カッシーニ探査機 : エンケラドスの巻ひげ構造、その由来が判明

NASA の探査機カッシーニからの画像を研究する科学者によると、土星の月、氷で覆われたエンケラドスに見られる長い巻きひげ状の構造は、天体表面の間欠泉の噴火に由来する。

これは、構造物へのさらなる洞察とともに、” 天文ジャーナル ” で今日、オンラインで公開されている。
 

この二枚のコラージュは、エンケラドスの南極の間欠泉から排出された小さな氷の穀粒の軌跡を示し、構成する粒子の構造や規模など、どのようにしてモデリングされたのかを明らかにしている。
Image credit: NASA/JPL-Caltech/SSI
 

「ユニークな巻きひげ構造は月面上の特定の間欠泉によって再現できることを示した」と、宇宙科学研究所のカッシーニ画像チームであり、論文の著者である Colin Mitchell は語った。著者らは個々の間欠泉から排出された氷の粒の軌跡を突き止めるために、コンピュータ・シミュレーションを使用した。2005年にカッシーニによって発見された間欠泉は、小さな水の氷粒子、水蒸気と単純な有機化合物のジェットである。

特定の照明条件下では、カッシーニの広角画像に写るエンケラドスから噴出する氷は、撮影チームによって「巻きひげ」と呼ばれる、かすかに見える尾のような外観をしている。巻きひげは、エンケラドスが周回している土星の E リングに達し、月面から数十キロメートルから数千キロメートルにも及ぶ。巻きひげが発見されて以来、科学者たちは、この噴火活動が E リングに材料を供給していると考えてきた。これまでは、巻ひげ状の構造が月面の間欠泉に起因すると結論されてなかった。
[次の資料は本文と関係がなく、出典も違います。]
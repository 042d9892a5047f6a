//! Collector configuration.
//!
//! Chunk and arena geometry are compile-time constants (see [`crate::heap`]);
//! everything here is a tunable that can differ between runtimes.

use std::time::Duration;
use thiserror::Error;

use crate::heap::ARENA_SIZE;

/// Whether allocation pressure schedules whole-heap or per-compartment
/// collections.
#[derive(Debug, Clone, Copy, PartialEq, Eq, Default)]
pub enum GcMode {
    /// Every triggered collection covers the whole heap.
    #[default]
    Global,
    /// A compartment over its own quota may be collected alone.
    Compartment,
}

/// Configuration for a [`Runtime`](crate::Runtime).
///
/// # Example
///
/// ```ignore
/// use ember_gc::{GcConfig, GcMode};
///
/// let config = GcConfig {
///     mode: GcMode::Compartment,
///     max_bytes: 256 * 1024 * 1024,
///     ..Default::default()
/// };
/// ```
#[derive(Debug, Clone)]
pub struct GcConfig {
    // =========================================================================
    // Heap Limits
    // =========================================================================
    /// Hard limit on bytes held in allocated arenas, across all compartments.
    ///
    /// Allocation beyond this runs a last-ditch collection and then fails
    /// with [`GcError::OutOfMemory`](crate::GcError::OutOfMemory).
    ///
    /// Default: unlimited (`usize::MAX`)
    pub max_bytes: usize,

    /// Floor for the post-collection size that trigger thresholds grow from.
    ///
    /// Default: 30MB
    pub allocation_threshold: usize,

    /// Multiplier applied to the post-collection size to obtain the next
    /// trigger.
    ///
    /// Default: 3.0
    pub heap_growth_factor: f64,

    // =========================================================================
    // Scheduling
    // =========================================================================
    /// Collection granularity for scheduled collections.
    ///
    /// Default: [`GcMode::Global`]
    pub mode: GcMode,

    /// Idle interval after which `maybe_gc` runs a shrinking collection if
    /// the chunk pool looks oversized.
    ///
    /// Default: 20 seconds
    pub idle_full_span: Duration,

    /// Number of expiry passes an empty chunk survives in the pool before it
    /// is returned to the OS.
    ///
    /// Default: 4
    pub max_empty_chunk_age: u32,

    /// Number of free committed arenas above which an idle shrink is worth
    /// running.
    ///
    /// Default: 8MB worth of arenas
    pub free_committed_arenas_threshold: usize,

    // =========================================================================
    // Marking
    // =========================================================================
    /// Maximum number of entries on the explicit mark stack before children
    /// are deferred to delayed arena marking.
    ///
    /// Default: 32768
    pub mark_stack_limit: usize,

    // =========================================================================
    // Background Helper
    // =========================================================================
    /// Hand background-finalizable kinds to the helper thread.
    ///
    /// Default: true
    pub background_finalization: bool,

    /// Let the helper thread pre-map chunks when the pool runs dry.
    ///
    /// Default: true
    pub background_allocation: bool,

    // =========================================================================
    // Debugging
    // =========================================================================
    /// Scan the native stack conservatively. Only honored when the crate is
    /// built with the `conservative` feature.
    ///
    /// Default: false
    pub conservative_stack_scanning: bool,

    /// Enable the write-barrier verifier. Only honored when the crate is
    /// built with the `verify` feature.
    ///
    /// Default: false
    pub verify_barriers: bool,
}

impl Default for GcConfig {
    fn default() -> Self {
        Self {
            // Limits
            max_bytes: usize::MAX,
            allocation_threshold: 30 * 1024 * 1024, // 30MB
            heap_growth_factor: 3.0,

            // Scheduling
            mode: GcMode::Global,
            idle_full_span: Duration::from_secs(20),
            max_empty_chunk_age: 4,
            free_committed_arenas_threshold: (8 * 1024 * 1024) / ARENA_SIZE,

            // Marking
            mark_stack_limit: 32 * 1024,

            // Helper
            background_finalization: true,
            background_allocation: true,

            // Debugging
            conservative_stack_scanning: false,
            verify_barriers: false,
        }
    }
}

impl GcConfig {
    /// Configuration that keeps the heap and chunk pool small.
    pub fn low_memory() -> Self {
        Self {
            allocation_threshold: 4 * 1024 * 1024, // 4MB
            heap_growth_factor: 1.5,
            max_empty_chunk_age: 1,
            free_committed_arenas_threshold: (1024 * 1024) / ARENA_SIZE,
            background_allocation: false,
            ..Default::default()
        }
    }

    /// Configuration that trades memory for fewer collections.
    pub fn high_throughput() -> Self {
        Self {
            allocation_threshold: 128 * 1024 * 1024, // 128MB
            heap_growth_factor: 4.0,
            max_empty_chunk_age: 8,
            ..Default::default()
        }
    }

    /// Deterministic configuration for tests: no helper thread, small
    /// thresholds, tiny mark stack so delayed marking is exercised.
    pub fn for_testing() -> Self {
        Self {
            allocation_threshold: 1024 * 1024, // 1MB
            heap_growth_factor: 2.0,
            mark_stack_limit: 64,
            background_finalization: false,
            background_allocation: false,
            ..Default::default()
        }
    }

    /// Validate configuration values.
    pub fn validate(&self) -> Result<(), ConfigError> {
        if !(self.heap_growth_factor >= 1.0 && self.heap_growth_factor.is_finite()) {
            return Err(ConfigError::InvalidGrowthFactor(self.heap_growth_factor));
        }
        if self.max_bytes == 0 {
            return Err(ConfigError::ZeroHeapLimit);
        }
        if self.mark_stack_limit < MIN_MARK_STACK {
            return Err(ConfigError::MarkStackTooSmall(self.mark_stack_limit));
        }
        if self.idle_full_span.is_zero() {
            return Err(ConfigError::ZeroIdleSpan);
        }
        if self.max_empty_chunk_age == 0 {
            return Err(ConfigError::ZeroChunkAge);
        }
        Ok(())
    }
}

/// Smallest usable mark stack.
pub const MIN_MARK_STACK: usize = 16;

/// Configuration validation errors.
#[derive(Debug, Clone, Copy, PartialEq, Error)]
pub enum ConfigError {
    /// Growth factor must be finite and at least 1.0.
    #[error("heap growth factor must be finite and >= 1.0, got {0}")]
    InvalidGrowthFactor(f64),
    /// `max_bytes` of zero would fail every allocation.
    #[error("heap limit must be non-zero")]
    ZeroHeapLimit,
    /// Mark stack below [`MIN_MARK_STACK`] entries.
    #[error("mark stack limit {0} is below the minimum of {MIN_MARK_STACK}")]
    MarkStackTooSmall(usize),
    /// Idle span must be positive.
    #[error("idle collection span must be non-zero")]
    ZeroIdleSpan,
    /// Chunks must survive at least one expiry pass.
    #[error("maximum empty chunk age must be at least 1")]
    ZeroChunkAge,
}

#[cfg(test)]
mod tests {
    use super::*;

    #[test]
    fn test_default_config_is_valid() {
        assert!(GcConfig::default().validate().is_ok());
    }

    #[test]
    fn test_preset_configs_are_valid() {
        assert!(GcConfig::low_memory().validate().is_ok());
        assert!(GcConfig::high_throughput().validate().is_ok());
        assert!(GcConfig::for_testing().validate().is_ok());
    }

    #[test]
    fn test_default_free_arena_threshold_is_8mb() {
        let config = GcConfig::default();
        assert_eq!(
            config.free_committed_arenas_threshold * ARENA_SIZE,
            8 * 1024 * 1024
        );
    }

    #[test]
    fn test_invalid_growth_factor() {
        let config = GcConfig {
            heap_growth_factor: 0.5,
            ..Default::default()
        };
        assert_eq!(config.validate(), Err(ConfigError::InvalidGrowthFactor(0.5)));

        let config = GcConfig {
            heap_growth_factor: f64::NAN,
            ..Default::default()
        };
        assert!(matches!(
            config.validate(),
            Err(ConfigError::InvalidGrowthFactor(_))
        ));
    }

    #[test]
    fn test_invalid_mark_stack() {
        let config = GcConfig {
            mark_stack_limit: 4,
            ..Default::default()
        };
        assert_eq!(config.validate(), Err(ConfigError::MarkStackTooSmall(4)));
    }

    #[test]
    fn test_zero_chunk_age_rejected() {
        let config = GcConfig {
            max_empty_chunk_age: 0,
            ..Default::default()
        };
        assert_eq!(config.validate(), Err(ConfigError::ZeroChunkAge));
    }
}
チームは異なる形状の巻きひげ構造は間欠泉粒子の異なるサイズに対応していることを示し、粒子の大きさに着目し調査した。巻きひげが 1 インチの 10 万分の 1、E リング粒子のサイズよりも小さくない粒子で構成されていることが判った。

土星の研究者が異なる時間及び位置からの画像を検討したように、彼らはまた、巻きひげの詳細な外観が時間とともに変化することを見出した。「いくつかの特徴は次の画像から消えているんだ。」と、セント・マーチンの大学の画像チームであり論文の著者である John Weiss は語った。

巻ひげ構造の変化は、土星を周回する月の引力によるもので、引っ張られ伸されることによって噴火口が影響を受けているものではないかとしている。引力が大きければ、噴火口はより広くなり、より大きな、多量の粒子を噴出する、というのだ。この理論が巻ひげ構造の外観が変化を説明しうるかどうかにはさらなる研究が必要だ。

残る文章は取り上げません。